A better prompt on Haiku can beat a mediocre prompt on Sonnet — and cost 10× less.

Break-Even Analysis

When considering an upgrade, compute when it pays off:

Cost increase per request: Δcost = new - old
Quality increase: Δquality = new - old
Value per quality point: V (estimated from business metrics)

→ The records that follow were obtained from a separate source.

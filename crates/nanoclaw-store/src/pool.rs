// Copyright (c) 2024-2026 Martin Schröder <info@swedishembedded.com>
//
// SPDX-License-Identifier: MIT
use std::path::{Path, PathBuf};

use anyhow::{Context, Result};
use deadpool_sqlite::{Config, Hook, Pool, Runtime};
use rusqlite::Connection;

#[cfg(unix)]
use std::os::unix::fs::PermissionsExt;

/// Retry delays for SQLite contention backoff (100ms, 500ms, 2s), per §10.
const RETRY_DELAYS: [std::time::Duration; 3] = [
    std::time::Duration::from_millis(100),
    std::time::Duration::from_millis(500),
    std::time::Duration::from_millis(2000),
];

fn is_rusqlite_contention(err: &rusqlite::Error) -> bool {
    use rusqlite::ffi;
    matches!(
        err,
        rusqlite::Error::SqliteFailure(
            ffi::Error {
                code: ffi::ErrorCode::DatabaseBusy | ffi::ErrorCode::DatabaseLocked,
                ..
            },
            _,
        )
    )
}

fn is_sqlite_contention(err: &anyhow::Error) -> bool {
    err.downcast_ref::<rusqlite::Error>()
        .map(is_rusqlite_contention)
        .unwrap_or(false)
}

/// Retry `op` with the backoff schedule in [`RETRY_DELAYS`] while `is_retryable`
/// returns true for the returned error; the final attempt is never retried.
async fn retry_with_backoff<F, Fut, R>(
    mut op: F,
    is_retryable: impl Fn(&anyhow::Error) -> bool,
) -> Result<R>
where
    F: FnMut() -> Fut,
    Fut: std::future::Future<Output = Result<R>>,
{
    for (attempt, delay) in RETRY_DELAYS.iter().enumerate() {
        match op().await {
            Ok(result) => return Ok(result),
            Err(e) => {
                if is_retryable(&e) {
                    tracing::warn!(
                        attempt = attempt + 1,
                        of = RETRY_DELAYS.len(),
                        ?delay,
                        "sqlite contention, retrying"
                    );
                    tokio::time::sleep(*delay).await;
                } else {
                    return Err(e);
                }
            }
        }
    }
    op().await
}

/// Pooled handle to the `messages.db` SQLite database (§4.1, §6.3).
///
/// All access goes through [`StorePool::interact`] / [`StorePool::interact_with_retry`],
/// which run the closure on the pool's blocking thread so the async runtime
/// is never blocked on a synchronous database call (§5).
pub struct StorePool {
    pool: Pool,
    path: Option<PathBuf>,
}

impl StorePool {
    /// Open a pooled database at the given path, creating parent directories
    /// and running schema migrations.
    pub async fn open(path: &Path) -> Result<Self> {
        ensure_parent_directory(path)?;
        let conn_str = path.to_string_lossy().to_string();
        let hook = make_file_post_create_hook(path.to_path_buf());

        let cfg = Config::new(&conn_str);
        let pool = cfg
            .builder(Runtime::Tokio1)
            .context("failed to create pool builder")?
            .max_size(8)
            .post_create(hook)
            .build()
            .context("failed to build connection pool")?;

        let store = Self {
            pool,
            path: Some(path.to_path_buf()),
        };
        store.run_migrations().await?;
        Ok(store)
    }

    /// Open an in-memory database (shared cache, for tests).
    pub async fn open_in_memory() -> Result<Self> {
        let uri = format!("file:nanoclaw_memdb_{}?mode=memory&cache=shared", uuid::Uuid::new_v4());
        let hook = make_memory_post_create_hook();
        let cfg = Config::new(&uri);
        let pool = cfg
            .builder(Runtime::Tokio1)
            .context("failed to create pool builder")?
            .max_size(8)
            .post_create(hook)
            .build()
            .context("failed to build connection pool")?;

        let store = Self { pool, path: None };
        store.run_migrations().await?;
        Ok(store)
    }

    pub fn path(&self) -> Option<&Path> {
        self.path.as_deref()
    }

    /// Run a closure with a pooled connection on the blocking thread pool.
    pub async fn interact<F, R>(&self, f: F) -> Result<R>
    where
        F: FnOnce(&Connection) -> Result<R> + Send + 'static,
        R: Send + 'static,
    {
        let conn = self.pool.get().await.context("failed to get connection from pool")?;
        conn.interact(move |conn| f(conn))
            .await
            .map_err(|e| anyhow::anyhow!("interact failed: {e}"))?
    }

    /// Like [`interact`](Self::interact), retried on `SQLITE_BUSY`/`SQLITE_LOCKED`.
    /// Use for writes that must not be silently dropped under contention.
    pub async fn interact_with_retry<F, R>(&self, f: F) -> Result<R>
    where
        F: FnOnce(&Connection) -> Result<R> + Send + Clone + 'static,
        R: Send + 'static,
    {
        retry_with_backoff(
            || {
                let f_clone = f.clone();
                self.interact(f_clone)
            },
            is_sqlite_contention,
        )
        .await
    }

    async fn run_migrations(&self) -> Result<()> {
        self.interact(|conn| {
            crate::schema::run_all_migrations(conn)?;
            Ok(())
        })
        .await
    }
}

fn ensure_parent_directory(path: &Path) -> Result<()> {
    if let Some(parent) = path.parent() {
        if !parent.as_os_str().is_empty() {
            std::fs::create_dir_all(parent)?;
        }
    }
    Ok(())
}

fn make_file_post_create_hook(path: PathBuf) -> Hook {
    Hook::async_fn(move |conn, _metrics| {
        let path_for_perms = path.clone();
        Box::pin(async move {
            conn.interact(move |conn| {
                setup_connection(conn)?;
                #[cfg(unix)]
                if let Ok(metadata) = std::fs::metadata(&path_for_perms) {
                    let mut perms = metadata.permissions();
                    perms.set_mode(0o600);
                    let _ = std::fs::set_permissions(&path_for_perms, perms);
                }
                Ok::<_, rusqlite::Error>(())
            })
            .await
            .map_err(|e| deadpool_sqlite::HookError::Message(format!("interact failed: {e}").into()))?
            .map_err(|e| deadpool_sqlite::HookError::Message(format!("connection setup failed: {e}").into()))
        })
    })
}

fn make_memory_post_create_hook() -> Hook {
    Hook::async_fn(|conn, _metrics| {
        Box::pin(async move {
            conn.interact(|conn| {
                conn.execute_batch("PRAGMA foreign_keys=ON; PRAGMA busy_timeout=5000;")?;
                Ok::<_, rusqlite::Error>(())
            })
            .await
            .map_err(|e| deadpool_sqlite::HookError::Message(format!("interact failed: {e}").into()))?
            .map_err(|e| deadpool_sqlite::HookError::Message(format!("connection setup failed: {e}").into()))
        })
    })
}

/// WAL journaling, foreign keys, a 5-second busy timeout, and NORMAL
/// synchronous mode (safe with WAL, avoids an fsync per write). Matches §4.1.
fn setup_connection(conn: &Connection) -> rusqlite::Result<()> {
    conn.execute_batch(
        "PRAGMA journal_mode=WAL; \
         PRAGMA foreign_keys=ON; \
         PRAGMA busy_timeout=5000; \
         PRAGMA synchronous=NORMAL;",
    )
}

// ─── Unit tests ──────────────────────────────────────────────────────────────

#[cfg(test)]
mod tests {
    use super::*;

    #[tokio::test]
    async fn open_in_memory_runs_migrations() {
        let store = StorePool::open_in_memory().await.unwrap();
        let version: i64 = store
            .interact(|conn| Ok(conn.query_row("SELECT version FROM schema_meta", [], |r| r.get(0))?))
            .await
            .unwrap();
        assert!(version >= 1);
    }

    #[tokio::test]
    async fn open_file_creates_parent_directory() {
        let dir = tempfile::tempdir().unwrap();
        let path = dir.path().join("nested/messages.db");
        let store = StorePool::open(&path).await.unwrap();
        assert!(path.exists());
        assert_eq!(store.path(), Some(path.as_path()));
    }
}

Worth it if: Δquality × V > Δcost

Example: If every 1% quality gain increases user retention revenue by $0.003/request, and upgrading Haiku→Sonnet costs +$0.002/request for +5% quality:

Value gain: 5 × $0.003 = $0.015
Cost: $0.002
Net: +$0.013 per request → upgrade.

Tiered Routing

You don't have to pick one. Route by difficulty:

const difficulty = await classifyDifficulty(query);
const model = difficulty === "simple" ? "claude-haiku-4-5"
            : difficulty === "medium" ? "claude-sonnet-4-6"
            : "claude-opus-4-6";

Classification is a cheap Haiku call. Most queries are simple; you save money. Hard queries get the premium treatment.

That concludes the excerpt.